Three Firms Sanctioned For Inadequate Identity Theft Programs
Privacy, identity theft and similar issues can be key for firms that have files containing personal data of clients. The Commission addressed the question of identity theft with the adoption of Regulation S-ID in 2013. The first enforcement action was brought against a broker-dealer five years later.
On July 27, 2022, the Commission filed three settled actions against brokers centered on violations of Regulation S-1D. The proceeding brought against J.P. Morgan Securities LLC, Adm. Proc. File No. 3-20936 is typical.
Respondent is a broker based in New York City. The firm is a registered broker-dealer and investment adviser. It is a wholly owned subsidiary of JPMorgan Chase & Company, a global financial services firm.
From January 2017 through the end of 2019 the firm failed to comply with Rule 201 of Regulation S-ID because its written identity theft prevention programs for the applicable lines of business failed to include reasonable policies and procedures to: 1) identify relevant red flags for the covered accounts; 2) respond appropriately to detected red flags; and 3) ensure that each program was updated periodically to reflect changes in identity theft risks to customers.
Regulation S-ID requires that an identity theft program include reasonable policies and procedures to: identify relevant red flags; detect those red flags; respond appropriately to them; and ensure that the program is updated to evolving risks in the area.
The identification of red flags is key to the regulation. In this regard the firm must consider factors that are specific to it in order to identify red flags that are relevant to business and the nature and scope of the pertinent activities. Factors to consider include the type of accounts offered by the firm and the methods it provides to open covered accounts and access to them as well as the firm’s experience with identity theft.
The Appendix to the Regulation contains guidelines to assist firms in formulating and maintaining an identity theft prevention program that complies with the regulation. The Appendix contains lists of red flags that a firm should consider when creating a program. The firm is required to incorporate those which are appropriate to its business and the risks.
The Regulation also requires that the firm periodically consider the evolution of identity theft over time to update the red flags adopted as part of its program.
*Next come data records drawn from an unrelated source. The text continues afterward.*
//! Fundamental data types shared across the Casebook crates.
//!
//! Tabular query results ([`TableData`]), the entity model enriched from
//! those results, and the opaque timeline descriptor handed back to the
//! display layer.

use serde::{Deserialize, Serialize};
use serde_json::Value;
use std::collections::BTreeMap;

/// Tabular data returned by query providers.
///
/// Rows hold JSON values positionally aligned with `columns`. Short rows
/// are padded with null and long rows truncated on insert, so a table is
/// always rectangular.
#[derive(Debug, Clone, Default, PartialEq, Serialize, Deserialize)]
pub struct TableData {
    columns: Vec<String>,
    rows: Vec<Vec<Value>>,
}

impl TableData {
    /// Create an empty table with the given column names.
    pub fn new(columns: &[&str]) -> Self {
        Self {
            columns: columns.iter().map(|c| c.to_string()).collect(),
            rows: Vec::new(),
        }
    }

    /// Create a table from column names and rows.
    pub fn from_rows(columns: &[&str], rows: Vec<Vec<Value>>) -> Self {
        let mut table = Self::new(columns);
        for row in rows {
            table.push_row(row);
        }
        table
    }

    /// Append a row, padding or truncating it to the column count.
    pub fn push_row(&mut self, mut row: Vec<Value>) {
        row.resize(self.columns.len(), Value::Null);
        self.rows.push(row);
    }

    pub fn columns(&self) -> &[String] {
        &self.columns
    }

    pub fn rows(&self) -> &[Vec<Value>] {
        &self.rows
    }

    /// Number of rows.
    pub fn len(&self) -> usize {
        self.rows.len()
    }

    pub fn is_empty(&self) -> bool {
        self.rows.is_empty()
    }

    /// Position of a column by name.
    pub fn column_index(&self, name: &str) -> Option<usize> {
        self.columns.iter().position(|c| c == name)
    }

    /// The cell at (row, column name), if both exist.
    pub fn cell(&self, row: usize, column: &str) -> Option<&Value> {
        let idx = self.column_index(column)?;
        self.rows.get(row).and_then(|r| r.get(idx))
    }

    /// The cell at (row, column name) as a string, if present and textual.
    pub fn cell_str(&self, row: usize, column: &str) -> Option<&str> {
        self.cell(row, column).and_then(Value::as_str)
    }

    /// All values in a column, in row order.
    pub fn column_values(&self, name: &str) -> Vec<&Value> {
        match self.column_index(name) {
            Some(idx) => self.rows.iter().filter_map(|r| r.get(idx)).collect(),
            None => Vec::new(),
        }
    }

    /// Distinct string values in a column, in first-seen order.
    pub fn distinct_strings(&self, name: &str) -> Vec<String> {
        let mut seen = Vec::new();
        for value in self.column_values(name) {
            if let Some(text) = value.as_str() {
                if !seen.iter().any(|s| s == text) {
                    seen.push(text.to_string());
                }
            }
        }
        seen
    }

    /// A new table containing only rows where `predicate` accepts the
    /// value in `column`. A missing column yields an empty table.
    pub fn filter_rows(&self, column: &str, predicate: impl Fn(&Value) -> bool) -> TableData {
        let mut filtered = TableData {
            columns: self.columns.clone(),
            rows: Vec::new(),
        };
        if let Some(idx) = self.column_index(column) {
            for row in &self.rows {
                if row.get(idx).is_some_and(&predicate) {
                    filtered.rows.push(row.clone());
                }
            }
        }
        filtered
    }

    /// Group rows by the string value in `column` and count each group,
    /// ordered by group key.
    pub fn group_count(&self, column: &str) -> Vec<(String, usize)> {
        let mut counts: BTreeMap<String, usize> = BTreeMap::new();
        for value in self.column_values(column) {
            if let Some(text) = value.as_str() {
                *counts.entry(text.to_string()).or_insert(0) += 1;
            }
        }
        counts.into_iter().collect()
    }

    /// A new table keeping only the named columns (those that exist), in
    /// the order given.
    pub fn select(&self, columns: &[&str]) -> TableData {
        let indices: Vec<usize> = columns
            .iter()
            .filter_map(|c| self.column_index(c))
            .collect();
        let kept: Vec<String> = indices.iter().map(|&i| self.columns[i].clone()).collect();
        // Rows may be ragged when deserialized; treat short rows as null.
        let rows = self
            .rows
            .iter()
            .map(|row| {
                indices
                    .iter()
                    .map(|&i| row.get(i).cloned().unwrap_or(Value::Null))
                    .collect()
            })
            .collect();
        TableData { columns: kept, rows }
    }
}

/// Entity kinds a notebooklet can accept as its input value.
#[derive(Debug, Clone, Copy, PartialEq, Eq, PartialOrd, Ord, Hash, Serialize, Deserialize)]
#[serde(rename_all = "snake_case")]
pub enum EntityType {
    Host,
    Account,
    IpAddress,
}

impl EntityType {
    pub fn as_str(&self) -> &'static str {
        match self {
            EntityType::Host => "host",
            EntityType::Account => "account",
            EntityType::IpAddress => "ip_address",
        }
    }
}

impl std::fmt::Display for EntityType {
    fn fmt(&self, f: &mut std::fmt::Formatter<'_>) -> std::fmt::Result {
        f.write_str(self.as_str())
    }
}

/// A domain entity carried in a result container.
#[derive(Debug, Clone, PartialEq, Serialize, Deserialize)]
#[serde(tag = "type", rename_all = "snake_case")]
pub enum Entity {
    Host(HostEntity),
    Account(AccountEntity),
}

/// A host enriched with attributes from query results.
#[derive(Debug, Clone, Default, PartialEq, Serialize, Deserialize)]
pub struct HostEntity {
    pub host_name: String,
    #[serde(default, skip_serializing_if = "Option::is_none")]
    pub dns_name: Option<String>,
    #[serde(default)]
    pub ip_addresses: Vec<String>,
    #[serde(default, skip_serializing_if = "Option::is_none")]
    pub os_family: Option<String>,
    #[serde(default, skip_serializing_if = "Option::is_none")]
    pub os_version: Option<String>,
    /// Hosting environment reported by the heartbeat, e.g. "Azure".
    #[serde(default, skip_serializing_if = "Option::is_none")]
    pub environment: Option<String>,
    #[serde(default, skip_serializing_if = "Option::is_none")]
    pub azure: Option<AzureHostData>,
}

impl HostEntity {
    pub fn new(host_name: impl Into<String>) -> Self {
        Self {
            host_name: host_name.into(),
            ..Self::default()
        }
    }

    /// Whether the heartbeat identified this host as an Azure resource.
    pub fn is_azure(&self) -> bool {
        self.environment.as_deref() == Some("Azure")
    }

    /// Add an IP address if not already present.
    pub fn add_ip_address(&mut self, address: impl Into<String>) {
        let address = address.into();
        if !self.ip_addresses.contains(&address) {
            self.ip_addresses.push(address);
        }
    }
}

/// Azure resource linkage and API-sourced detail for a host.
#[derive(Debug, Clone, Default, PartialEq, Serialize, Deserialize)]
pub struct AzureHostData {
    #[serde(default, skip_serializing_if = "Option::is_none")]
    pub subscription_id: Option<String>,
    #[serde(default, skip_serializing_if = "Option::is_none")]
    pub resource_id: Option<String>,
    #[serde(default, skip_serializing_if = "Option::is_none")]
    pub resource_details: Option<Value>,
    #[serde(default, skip_serializing_if = "Option::is_none")]
    pub subscription_details: Option<Value>,
}

/// An account enriched with attributes from query results.
#[derive(Debug, Clone, Default, PartialEq, Serialize, Deserialize)]
pub struct AccountEntity {
    pub account_name: String,
    #[serde(default, skip_serializing_if = "Option::is_none")]
    pub domain: Option<String>,
    #[serde(default, skip_serializing_if = "Option::is_none")]
    pub upn: Option<String>,
}

impl AccountEntity {
    pub fn new(account_name: impl Into<String>) -> Self {
        Self {
            account_name: account_name.into(),
            ..Self::default()
        }
    }
}

/// Descriptor for a timeline widget over tabular data.
///
/// The core does not render anything; this is forwarded to the caller's
/// display layer, which decides how to plot it.
#[derive(Debug, Clone, PartialEq, Serialize, Deserialize)]
pub struct TimelinePlot {
    pub title: String,
    /// Column holding the event timestamp.
    pub time_column: String,
    /// Columns shown for each point.
    pub source_columns: Vec<String>,
    /// Number of plotted events.
    pub points: usize,
}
The adopting firm must have a written program and implement it by methods such as training and appropriate oversight.
In this proceeding Respondent had accounts under two lines of business covered with identity theft programs. Each program was deficient. For example, while each had red flags, they were not based on firm specific factors. Rather, the programs were essentially restatements of the general legal requirements. Likewise, neither program had policies or procedures to ensure that the programs were updated periodically with new red flags based on customer experience. And, appropriate oversight was not conducted.
In resolving this matter, the firm undertook remedial efforts by, in part, adopting improved polices and policies and procedures. To resolve the proceedings Respondent consented to the entry of a cease-and-desist order based on Rule 201 of Regulation S-ID and a censure. The firm also agreed to pay a penalty of $1.2 million. See also In the Matter of UBS Financial Services, Inc., Adm. Proc. File No. 3-20937 (July 27, 2022)(based on violation of same regulation; resolved with a cease-and-desist-order based on Regulation S-ID, a censure, and payment of a penalty in the amount of $925.000); In the Matter of TradeSatation Securities, Inc., Adm. Proc. File No. 3-20938 (July 27, 2022)(similar to above; resolved with the entry of a cease-and-desist order based on Regulation S-ID, a censure and payment of a fine in the amount of $425,000).